Shocking testimony on the consequence of the bill emerged in December during a court challenge to the law launched by concerned parents and the Justice Center for Constitutional Freedom (JCCF).

Children were taken without their parents’ knowledge or consent to off-school GSAs, and given graphic and sexually explicit material on how to have “gay” sex, as reported by the Calgary Herald’s Licia Corbella and LifeSiteNews.

Eggen and the NDP have also targeted the province’s faith-based schools, homeschooling, and publicly funded Catholic school system.

The minister abruptly shut down Alberta’s largest Christian homeschooling operation in October 2016 over allegations of financial misconduct and breach of provincial laws. A judge restored the operation’s funding in January.

Premier Notley declared in October 2017 that a proposed Catholic version of the province’s sex-ed curriculum upholding Catholic moral teaching was “unacceptable” and “not on.”

Eggen issued a ministerial order this December to 28 private religious schools warning he will cut their funding for alleged non-compliance with GSA legislation, the CBC reported.

The ministry had sent a letter to the schools telling them to remove faith-based statements from their provincially-mandated anti-bullying policies, or face defunding or loss of accreditation, the JCCF reported in October.

Dubbed the “rainbow reprimand,” the NDP letter highlighted as unacceptable “language which suggests alternative viewpoints are not equally legitimate, which is disrespectful of diversity” — including the word “truth,” reported the Calgary Herald’s Corbella.

The NDP has been criticized for shrouding the curriculum overhaul in secrecy, raising further suspicions the rewrite will be long on indoctrination and short on basics.

After parts of the curriculum were leaked to media in July, Eggen published the working draft of phase one of the overhaul — Kindergarten to Grade 4 — online, the Toronto Star reported. Kenney skewered the draft in a video as “the result of a left-wing ideology that is partly based on this thing called ‘intersectionality’ or ‘critical race theory,” and promised to “shred the curriculum.”

The final phase one version was posted online in October and retired teacher and principal Richard Dietrich blasted it as “a procedural roadmap for manipulating student values.
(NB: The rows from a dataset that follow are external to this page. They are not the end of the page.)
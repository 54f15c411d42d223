//! Normalized facts extracted from captured command output.

use crate::commands::CommandFamily;
use serde::{Deserialize, Serialize};
use std::collections::BTreeMap;
use std::fmt;

/// Protocol tag carried by every fact.
#[derive(Debug, Clone, Copy, PartialEq, Eq, Hash, PartialOrd, Ord, Serialize, Deserialize)]
#[serde(rename_all = "UPPERCASE")]
pub enum Protocol {
    Bgp,
    Bfd,
    Mpls,
    Srv6,
    Interface,
    Platform,
}

impl fmt::Display for Protocol {
    fn fmt(&self, f: &mut fmt::Formatter<'_>) -> fmt::Result {
        let s = match self {
            Protocol::Bgp => "BGP",
            Protocol::Bfd => "BFD",
            Protocol::Mpls => "MPLS",
            Protocol::Srv6 => "SRv6",
            Protocol::Interface => "Interface",
            Protocol::Platform => "Platform",
        };
        f.write_str(s)
    }
}

/// Fixed state vocabulary. Device strings map onto it through per-parser
/// tables; the literal token is always kept in `Fact::raw_state`.
#[derive(Debug, Clone, Copy, PartialEq, Eq, Hash, Serialize, Deserialize)]
pub enum StateLabel {
    Established,
    Idle,
    Active,
    Up,
    Down,
    Unknown,
}

impl StateLabel {
    /// Healthy means the adjacency/session/path is forwarding.
    pub fn is_healthy(&self) -> bool {
        matches!(self, StateLabel::Established | StateLabel::Up)
    }

    pub fn is_known(&self) -> bool {
        !matches!(self, StateLabel::Unknown)
    }
}

impl fmt::Display for StateLabel {
    fn fmt(&self, f: &mut fmt::Formatter<'_>) -> fmt::Result {
        let s = match self {
            StateLabel::Established => "Established",
            StateLabel::Idle => "Idle",
            StateLabel::Active => "Active",
            StateLabel::Up => "Up",
            StateLabel::Down => "Down",
            StateLabel::Unknown => "Unknown",
        };
        f.write_str(s)
    }
}

/// Where a fact came from.
#[derive(Debug, Clone, PartialEq, Eq, Serialize, Deserialize)]
pub struct Provenance {
    pub raw_log_id: String,
    pub job_id: String,
    pub host: String,
    pub command: String,
}

/// A normalized, protocol-tagged unit of information. Immutable once built.
#[derive(Debug, Clone, PartialEq, Eq, Serialize, Deserialize)]
pub struct Fact {
    /// `<raw_log_id>#<index>`
    pub id: String,
    pub protocol: Protocol,
    /// Neighbor address, interface, locator name...
    pub subject: String,
    pub attributes: BTreeMap<String, String>,
    pub state: StateLabel,
    /// Literal state token as printed by the device
    pub raw_state: String,
    pub provenance: Provenance,
}

impl Fact {
    pub fn attr(&self, key: &str) -> Option<&str> {
        self.attributes.get(key).map(|s| s.as_str())
    }
}

/// Facts extracted from one RawLog.
#[derive(Debug, Clone, PartialEq, Eq, Serialize, Deserialize)]
pub struct FactBatch {
    pub raw_log_id: String,
    pub command: String,
    pub family: CommandFamily,
    pub facts: Vec<Fact>,
    /// Non-noise lines in the data region that matched no pattern
    pub unparsed_residue: usize,
    /// Non-empty output produced no facts
    pub low_confidence: bool,
}

impl FactBatch {
    pub fn is_empty(&self) -> bool {
        self.facts.is_empty()
    }
}
//! # heapsim
//!
//! A malloc/free/realloc style heap simulated inside one fixed-size arena.
//!
//! Block headers live in the arena right in front of their payloads and
//! form an address-ordered doubly linked chain that partitions the whole
//! arena. Allocation searches the chain first-fit or best-fit, splits
//! oversized blocks, and release coalesces free neighbours. Every header
//! carries an integrity tag that is checked before a reference is trusted.
//!
//! ```rust
//! use heapsim::{Heap, Strategy};
//!
//! let heap: Heap<4096> = Heap::with_strategy(Strategy::BestFit);
//!
//! let p = heap.allocate(100).unwrap();
//! heap.write(p, b"hello").unwrap();
//! assert_eq!(heap.read(p, 5).unwrap(), b"hello");
//!
//! heap.release(p).unwrap();
//! assert!(heap.release(p).is_err()); // double free is reported, not fatal
//! ```

mod arena;
mod block;
mod chain;
mod diagnostics;
mod error;
mod heap;
mod spin_lock;
mod strategy;
mod utils;

pub use block::HEADER_SIZE;
pub use diagnostics::{BlockInfo, BlockState, HeapStats, MemoryMap};
pub use error::{HeapError, ParseStrategyError};
pub use heap::{Heap, Ptr};
pub use spin_lock::SpinLock;
pub use strategy::Strategy;

/// Capacity of the default arena.
pub const HEAP_SIZE: usize = 64 * 1024;

/// Every payload size is a multiple of this.
pub const ALIGNMENT: usize = 8;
Indoctrination, might be a better term.”

Donna Trimble of parents’ rights group Parents for Choice in Education says one principle of curriculum development is that “schools are meant to play a supportive role to parents in the areas of values and moral development.” Parents are denied choice when governments “fund resource or enforce mandatory curriculum outcomes that coerce teachers to impose an ideological perspective” on students contrary to parents’ values, she told LifeSiteNews in an email. She pointed to Alberta's Gr 7-12 public schools is the PRISM Toolkit, as a “concerning example.”

Published by the Alberta Teachers' Association with funding from the NDP, the 150-page teaching resource “is built on an explicit premise that any binary understanding of gender is ‘overly simplistic and often wrong’, ‘misleading’, ‘exclusionary and harmful’ ,” Trimble wrote.

How can a resource that “legitimizes only one view as accurate” on “such a profoundly sensitive topic of sexuality and gender” be considered “for the good of all students,” she questioned.

PCE is willing to “work with any political party who will work with us to ensure parental choice in education is upheld in the area of curriculum development,” Trimble told LifeSiteNews.